Imagine my joy when I got to high school - a bog standard comprehensive that used to be a Grammar School - and was given the option to drop PE to study for Latin O Level instead! As you can imagine the Latin O Level class was mainly comprised of girls like me. Thirty odd years later I am grateful to have one more O Level than I thought I could get and having been spared that torture for another three years.
Many years later I was working for DWP as a benefit fraud investigator - I left that job in 1995 btw.
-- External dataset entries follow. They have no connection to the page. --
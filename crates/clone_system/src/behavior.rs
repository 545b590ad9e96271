//! Per-field and per-type cloning policy

use serde::{Deserialize, Serialize};

/// How an object reference is treated during cloning.
#[derive(Debug, Clone, Copy, PartialEq, Eq, Default, Serialize, Deserialize)]
pub enum CloneBehavior {
    /// Resolve automatically from the referenced instance's type registration.
    #[default]
    Default,
    /// Assign by reference; external ownership is assumed.
    Reference,
    /// Clone deeply; local ownership is assumed.
    ChildObject,
}

/// Adjustment flags attached to a single field.
///
/// Flags refine the resolved behavior without changing it: a skipped field is
/// never touched, a shallow field receives the source value verbatim, and an
/// identity-relevant field is only transferred when the operation's context
/// preserves identity.
#[derive(Debug, Clone, Copy, PartialEq, Eq, Default, Serialize, Deserialize)]
pub struct CloneFieldFlags {
    /// Leave the target field untouched entirely.
    pub skip: bool,
    /// Assign the source value as-is, without identity mapping.
    pub shallow: bool,
    /// Field carries identity data (ids, unique names) and is only copied
    /// when the context requests identity preservation.
    pub identity_relevant: bool,
}

impl CloneFieldFlags {
    /// Flags that skip the field in every phase.
    pub fn skipped() -> Self {
        Self {
            skip: true,
            ..Self::default()
        }
    }

    /// Flags that copy the field as a verbatim reference.
    pub fn shallow() -> Self {
        Self {
            shallow: true,
            ..Self::default()
        }
    }

    /// Flags that tie the field to identity preservation.
    pub fn identity_relevant() -> Self {
        Self {
            identity_relevant: true,
            ..Self::default()
        }
    }
}

/// Optional per-field override of the type-level default behavior.
///
/// At most one override exists per field; a `Default` behavior means the
/// field inherits the referenced instance's type-level policy.
#[derive(Debug, Clone, Copy, Default)]
pub struct FieldOverride {
    pub behavior: CloneBehavior,
    pub flags: CloneFieldFlags,
}

impl FieldOverride {
    /// Override with an explicit behavior and no flags.
    pub fn with_behavior(behavior: CloneBehavior) -> Self {
        Self {
            behavior,
            flags: CloneFieldFlags::default(),
        }
    }

    /// Override with flags only, inheriting the default behavior.
    pub fn with_flags(flags: CloneFieldFlags) -> Self {
        Self {
            behavior: CloneBehavior::Default,
            flags,
        }
    }
}

/// Resolve the effective behavior of a field.
///
/// Resolution order is fixed: the explicit field override wins if present,
/// otherwise the referenced type's declared default applies. The result is
/// deterministic for a given (override, default) pair and never consults
/// operation state.
pub fn resolve_behavior(field: CloneBehavior, type_default: CloneBehavior) -> CloneBehavior {
    match field {
        CloneBehavior::Default => type_default,
        explicit => explicit,
    }
}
I now work in a totally different field.
An anonymous report comes in about my former PE teacher, the cruellest of all of them, who was claiming sickness benefit for a debilitating condition which meant she had limited mobility but was somehow managing to teach aerobics classes. We found that she was indeed doing that. My boss went out to visit her to put our evidence to her. She admitted it based on the evidence we had. Then my boss drops the bomb that I remember her from school. The former PE teacher asks my boss to apologise to me on her behalf for being an absolute bitch and asks her not to tell me what has become of her. Which of course she does.
I thought I would feel some sort of joy, or satisfaction or something that the woman who had made 4 years of my life miserable was now utterly miserable herself. But I didn't. I just felt really sorry for her. A single parent on sickness benefits with 2 kids and suffering from a nasty medical condition and trying to do as much work as she could before her condition prevented it.
I can't forget that she made my life, and those of many of my middle school colleagues, utterly miserable for 4 years but I can forgive and hope that she has learned from it and is doing well. I'm 53 and I'm too old to hold a grudge.